Maximin ne voit dans les rapports du Fils et du Saint-Esprit avec le Père que des rapports de prières et d’adoration, d’amour et de paix. Le seul Dieu tout-puissant, c’est le Père. Maximin veut prouver l’infériorité du Fils par tous les passages de l’Ecriture qui parlent du Verbe divin comme homme. Il demande des textes qui disent qu’il n’est pas né et n’a pas eu de commencement, et que nul n’a pu voir sa face. Qu’Augustin produise des preuves, et Maximin deviendra volontiers son disciple. L’évêque arien adorait le Christ comme auteur de toute créature, et notre docteur, dans sa réponse, montre à Maximin qu’il proclame ainsi deux dieux, deux seigneurs : l’un plus grand, l’autre moindre. Il lui dit que le Christ fut visible comme homme, ruais qu’il demeura invisible comme Dieu. Dans sa nature divine, le Christ est égal au Père, également Dieu, également tout-puissant, également immortel. S’il est vrai que l’âme ne puisse pas mourir, pourquoi le Verbe serait-il mort ? Pourquoi la sagesse de Dieu, incarnée dans l’homme-Dieu, serait-elle morte ? Jésus a dit : Mon Père et moi nous ne faisons qu’un ; l’Apôtre a dit en parlant du Sauveur : Il n’a pas cru rien usurper en se proclamant égal à Dieu[1]. C’était sa nature et non point un vol. Il n’a point usurpé cela, il est né cela[2]. L’infériorité du Verbe a commencé le jour qu’il a pris la forme d’un esclave. Les raisonnements d’Augustin sont les mêmes que ceux dont nous avons donné l’analyse dans le chapitre sur le Traité de la Trinité. En finissant, l’évêque d’Hippone demande à Maximin plus de sobriété dans la parole[3]. Maximin, dans sa réplique, d’une longueur démesurée[4], adore le Christ à la manière de saint Paul, dit-il, qui nous montre tous les genoux fléchissant devant Jésus au ciel, sur la terre et aux enfers. Le Christ doit au Père ces merveilleux privilèges. Maximin désirerait des témoignages qui pussent établir l’adoration due à l’Esprit-Saint ; il fait observer que le Père n’a pris ni la forme d’un esclave comme le Fils, ni la forme d’une colombe comme le Saint-Esprit ; il est celui qui est et ne change point.

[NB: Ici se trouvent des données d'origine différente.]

//! Config validation: unknown-key detection with Levenshtein suggestions
//! and warnings for legal-but-suspicious values.
//!
//! The raw TOML is first parsed into a `toml::Value` and its key tree is
//! compared against the known field names. Unknown keys only warn; the
//! serde pass that follows ignores them.

use std::collections::HashSet;

/// A non-fatal config warning (typo, suspicious value).
#[derive(Debug, Clone)]
pub struct ValidationWarning {
    pub field: String,
    pub message: String,
    pub suggestion: Option<String>,
}

impl std::fmt::Display for ValidationWarning {
    fn fmt(&self, f: &mut std::fmt::Formatter<'_>) -> std::fmt::Result {
        write!(f, "{}", self.message)?;
        if let Some(ref s) = self.suggestion {
            write!(f, " (did you mean '{s}'?)")?;
        }
        Ok(())
    }
}

// ============================================================================
// Known Config Keys
// ============================================================================

/// Returns the complete set of valid dotted key paths for `AnalysisConfig`.
///
/// Maintained by hand; any field added to `analysis_config.rs` must be
/// listed here too.
pub fn known_config_keys() -> HashSet<&'static str> {
    let keys: &[&str] = &[
        // [smoothing]
        "smoothing",
        "smoothing.alpha",
        "smoothing.max_gap",
        "smoothing.min_visibility",
        "smoothing.min_presence",
        "smoothing.method",
        // [ranking]
        "ranking",
        "ranking.top_n",
        // [ranking.quality]
        "ranking.quality",
        "ranking.quality.reference_frames",
        "ranking.quality.min_frame_factor",
        "ranking.quality.floor",
        "ranking.quality.ceiling",
        // [ranking.confidence]
        "ranking.confidence",
        "ranking.confidence.quality_weight",
        "ranking.confidence.signal_weight",
        // [ranking.thresholds]
        "ranking.thresholds",
        "ranking.thresholds.low_turn_sep",
        "ranking.thresholds.low_turn_hip_turn",
        "ranking.thresholds.late_hips_sep",
        // [ranking.scoring]
        "ranking.scoring",
        "ranking.scoring.base_score",
        "ranking.scoring.low_turn_sep_weight",
        "ranking.scoring.low_turn_hip_weight",
        "ranking.scoring.late_hips_sep_weight",
        "ranking.scoring.sway_bonus",
        "ranking.scoring.fallback_score",
        // [ranking.signals]
        "ranking.signals",
        "ranking.signals.baseline",
        "ranking.signals.sway_present",
        "ranking.signals.sway_absent",
        "ranking.signals.fallback",
    ];
    keys.iter().copied().collect()
}

// ============================================================================
// TOML Key Walking
// ============================================================================

/// Recursively walks a `toml::Value` tree and collects all dotted key paths.
///
/// For example, a table `{ a = { b = 1, c = 2 } }` yields:
/// `["a", "a.b", "a.c"]`
pub fn walk_toml_keys(value: &toml::Value, prefix: &str) -> Vec<String> {
    let mut keys = Vec::new();
    if let Some(table) = value.as_table() {
        for (k, v) in table {
            let path = if prefix.is_empty() {
                k.clone()
            } else {
                format!("{prefix}.{k}")
            };
            keys.push(path.clone());
            if v.is_table() {
                keys.extend(walk_toml_keys(v, &path));
            }
        }
    }
    keys
}

// ============================================================================
// Levenshtein Distance
// ============================================================================

/// Compute the Levenshtein edit distance between two strings.
fn levenshtein(a: &str, b: &str) -> usize {
    let b_chars: Vec<char> = b.chars().collect();
    let b_len = b_chars.len();
    if a.is_empty() {
        return b_len;
    }
    if b_len == 0 {
        return a.chars().count();
    }

    let mut prev: Vec<usize> = (0..=b_len).collect();
    let mut curr = vec![0; b_len + 1];

    for (i, ca) in a.chars().enumerate() {
        curr[0] = i + 1;
        for (j, &cb) in b_chars.iter().enumerate() {
            let cost = usize::from(ca != cb);
            curr[j + 1] = (prev[j + 1] + 1).min(curr[j] + 1).min(prev[j] + cost);
        }
        std::mem::swap(&mut prev, &mut curr);
    }

    prev[b_len]
}

/// Suggest the closest known key for an unknown key, if within edit distance 3.
///
/// Ties resolve to the lexicographically smaller key so suggestions are
/// stable across runs.
pub fn suggest_correction(unknown: &str, known: &HashSet<&str>) -> Option<String> {
    known
        .iter()
        .map(|&k| (levenshtein(unknown, k), k))
        .filter(|(dist, _)| *dist <= 3)
        .min()
        .map(|(_, k)| k.to_string())
}

// ============================================================================
// Unknown Key Validation (entry point)
// ============================================================================

/// Parse a raw TOML string and return warnings for any unknown config keys.
///
/// This does NOT fail on unknown keys; parse errors are left to serde.
pub fn validate_unknown_keys(raw_toml: &str) -> Vec<ValidationWarning> {
    let Ok(value) = raw_toml.parse::<toml::Value>() else {
        return Vec::new();
    };

    let known = known_config_keys();
    walk_toml_keys(&value, "")
        .into_iter()
        .filter(|key| !known.contains(key.as_str()))
        .map(|key| ValidationWarning {
            suggestion: suggest_correction(&key, &known),
            message: format!("Unknown config key '{key}'"),
            field: key,
        })
        .collect()
}

// ============================================================================
// Suspicious Values
// ============================================================================

/// Warn about values that validate but are unlikely to be intended.
pub fn suspicious_value_warnings(config: &super::AnalysisConfig) -> Vec<ValidationWarning> {
    let mut warnings = Vec::new();
    let s = &config.smoothing;

    if s.alpha >= 0.95 {
        warnings.push(ValidationWarning {
            field: "smoothing.alpha".to_string(),
            message: format!("smoothing.alpha = {} leaves landmarks almost unsmoothed", s.alpha),
            suggestion: None,
        });
    }

    // At 30 fps, holding for more than ~1/3 s freezes visible motion
    if s.max_gap > 10 {
        warnings.push(ValidationWarning {
            field: "smoothing.max_gap".to_string(),
            message: format!(
                "smoothing.max_gap = {} holds stale landmarks across long dropouts",
                s.max_gap
            ),
            suggestion: None,
        });
    }

    let q = &config.ranking.quality;
    if q.ceiling >= 100.0 {
        warnings.push(ValidationWarning {
            field: "ranking.quality.ceiling".to_string(),
            message: "ranking.quality.ceiling = 100 allows absolute confidence".to_string(),
            suggestion: None,
        });
    }

    warnings
}

// ============================================================================
// Tests
// ============================================================================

La réplique de Maximin avait pris tout le temps qui restait pour la conférence ; l’évêque d’Hippone put à peine ajouter quelques mots. Maximin avait dit que le docteur parlait avec l’appui des princes, et non point selon la crainte de Dieu. « Celui-là ne craint pas Dieu, répondit le saint vieillard, qui introduit deux dieux et deux seigneurs. » Il invita son adversaire à croire afin de voir : Crede et videbis. Tous les deux signèrent ensuite les actes de la conférence ; Augustin promit de reprendre la discussion dans un écrit, car Maximin voulait retourner tout de suite à Carthage. Celui-ci s’engagea à répondre à cet écrit sous peine d’être déclaré coupable, et l’assemblée se sépara.

Le verbeux évêque de l’arianisme entassait

  1. Philip., II, 6.
  2. Natura enim erat, non ropina ; non enim usurpavit hoc, sed natus est hoc.
  3. Si non vis esse discipulus, noli esse multiloquus.
  4. Cette réplique tient quatorze colonnes in-folio.